Monday, November 29, 2004

The return of the mem-wah

Some of you who were readers of my Live Journal may remember me posting sections from the memoir I was playing at writing. I've picked it up again. Here is a new section:

There were four of us to a room, curtains drawn around our little space where cards and pictures were taped to my wall and where a wet Carol Alt beckoned from my neighbor’s wall, the poster signed, TO JOSH scrawled across her dark nipples. Josh Anderson was six feet seven inches tall, a high school basketball player from Albany, New York. His bed had to be equipped with an extension for his feet and his wheelchairs custom made. He was seventeen and had broken his neck diving into an ocean wave in Hilton Head, South Carolina. It was not in King Arthur’s court this Yankee found himself.

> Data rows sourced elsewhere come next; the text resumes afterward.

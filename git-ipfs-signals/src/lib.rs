use std::{fmt, io};

use crossbeam_channel as chan;
use signals_receipts::channel_notify_facility::{
    self, InstallError, SendError, SignalsChannel as _,
};
use signals_receipts::SignalNumber;

use crate::channel_notify_facility_premade::SignalsChannel;

/// Operating system signal that ends a helper session.
#[derive(Debug, Copy, Clone, PartialEq, Eq)]
pub enum Signal {
    /// `SIGINT`, eg. the user hit Ctrl-C while git was fetching.
    Interrupt,
    /// `SIGTERM`.
    Terminate,
    /// `SIGHUP`.
    Hangup,
}

impl fmt::Display for Signal {
    fn fmt(&self, f: &mut fmt::Formatter<'_>) -> fmt::Result {
        match self {
            Self::Interrupt => f.write_str("SIGINT"),
            Self::Terminate => f.write_str("SIGTERM"),
            Self::Hangup => f.write_str("SIGHUP"),
        }
    }
}

impl TryFrom<SignalNumber> for Signal {
    type Error = SignalNumber;

    fn try_from(value: SignalNumber) -> Result<Self, Self::Error> {
        match value {
            libc::SIGINT => Ok(Self::Interrupt),
            libc::SIGTERM => Ok(Self::Terminate),
            libc::SIGHUP => Ok(Self::Hangup),
            _ => Err(value),
        }
    }
}

// The signals of interest to handle.
signals_receipts::channel_notify_facility! {
    SIGINT
    SIGTERM
    SIGHUP
}

/// Install global signal handlers, with notifications sent to the given
/// `notify` channel.
pub fn install(notify: chan::Sender<Signal>) -> io::Result<()> {
    #[derive(Debug)]
    struct ChanSender(chan::Sender<Signal>);

    impl channel_notify_facility::Sender for ChanSender {
        fn send(&self, sig_num: SignalNumber) -> Result<(), SendError> {
            match Signal::try_from(sig_num) {
                Ok(sig) => self.0.send(sig).or(Err(SendError::Disconnected)),
                // Only registered signal numbers are delivered here.
                Err(_) => Err(SendError::Ignored),
            }
        }
    }

    SignalsChannel::install_with_outside_channel(ChanSender(notify)).map_err(|e| match e {
        InstallError::AlreadyInstalled { unused_notify: _ } => io::Error::new(
            io::ErrorKind::AlreadyExists,
            "signal handling is already installed",
        ),
        _ => io::Error::other(e), // The error type is non-exhaustive.
    })
}

#[cfg(test)]
mod test {
    use super::*;

    #[test]
    fn test_signal_numbers() {
        assert_eq!(Signal::try_from(libc::SIGINT), Ok(Signal::Interrupt));
        assert_eq!(Signal::try_from(libc::SIGTERM), Ok(Signal::Terminate));
        assert_eq!(Signal::try_from(libc::SIGHUP), Ok(Signal::Hangup));
        assert_eq!(Signal::try_from(libc::SIGWINCH), Err(libc::SIGWINCH));
    }

    #[test]
    fn test_install_twice() {
        let (tx, rx) = chan::unbounded();
        install(tx.clone()).unwrap();

        let err = install(tx).unwrap_err();
        assert_eq!(err.kind(), io::ErrorKind::AlreadyExists);
        drop(rx);
    }
}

His arms nearly touched the floor when he pushed his chair, his injury less severe than mine. He became, for that time, my best friend, five years older, five years cooler. This living arrangement would be my first college experience, and despite the pain, surgeries, eight hours of physical therapy five days a week, I would love my time there.
A third man, older, in his sixties but robust at the time of his injury, shared our room. He suffered with bed sores and, I think, depression, the one compounding the other, and would have liked, probably, not to be in a room with boys, but on certain days he would call out from his bed to join in the laugh, to stir us up. Our fourth suitemate was Joey Allen, a teenaged boy from Alabama who’d been injured since a child and had come to Shepherd for strengthening. He was where I had yet to go: the awkward middle of adolescence, his voice brittle and wavering.
One day, one evening, after therapy and before dinner, Josh and I were talking, cutting up, he was eating a small packet of trail mix. Dropping it, he leaned slightly over to grab it but lost his balance, tumbling from the chair into the floor and under his bed. I sat still for a moment, having seen it happen in my head just before it did, but Joey pushed his chair into the hall quicker than his weak arms normally pushed him. He called down to the nurses’ desk, to Violet, a large black nurse, who came running.
Meanwhile, under the bed, Josh had his trail mix in hand, eating away, while I laughed in the middle of it all. This was easy, this part of our lives.
The nurses woke us at seven and dressed us in soft clothes. Anything with a seam, that might cause our skin to break down, ulcerate, was forbidden. Breakfast was served in a cafeteria that doubled as our physical therapy room. The mats where we would lie until lunch surrounded us. After lunch, we would return to the mats, to be stretched and strengthened if possible. A stereo played in the background. To this day, anything that was in the top 40 of the summer of 1986 returns me to those mats with a startling immediacy. It was Peter Gabriel that summer. He wanted to be my sledgehammer.
After breakfast, we had mat class, a term that was lost on none of us. Our bodies were remedial cases, able to do little. Some of us could not sit up without becoming dizzy, nauseous; for them, they were gradually acclimated to sitting upright. For others, range of motion: a therapist would straddle one leg while raising the leg perpendicular to the mat, to the patient’s body, while the leg shook, tremored. For me, for a time, there was not much the therapists could do for me. Faint flickers of sensation were returning to me but my muscles were still unresponsive to conscious control. The muscle spasms continually worsened. At night anguished nurses tried to stretch my legs, but nothing helped, not the medicines. It would be two years before the electrical storm of my nervous system would quiet.
So ingrained by doctors and therapists that I’d never move my lower body again, I did not realize that I could. One morning one of the favorite physical therapists, a middle aged man named Steve, who would help dress patients when nurses were understaffed, came to help me. I mentioned to him that I could make my legs spasm. His face grew funny and cautious, his eyebrow inching up his forehead. What do you mean, he asked, his voice now sounding like his face looked.
I had noticed that if I concentrated in certain ways my leg would begin to spasm. In retrospect, it wasn’t purely muscle spasm, clonus, but the first tremblings of control returning. I didn’t recognize it. It seems obvious now. Steve asked me to show him and I did. A sly smile began to play across his face, as I haltingly straightened my right leg at the knee.
Paul-ee, he said, drawing out my name, his delight obvious and still, for a moment longer to me, mysterious.


2 comments:

Eduardo C. Corral said...

Wonderful! I can't wait for more. I have no doubt this project will be published someday.

Paul said...

Thanks, Eduardo!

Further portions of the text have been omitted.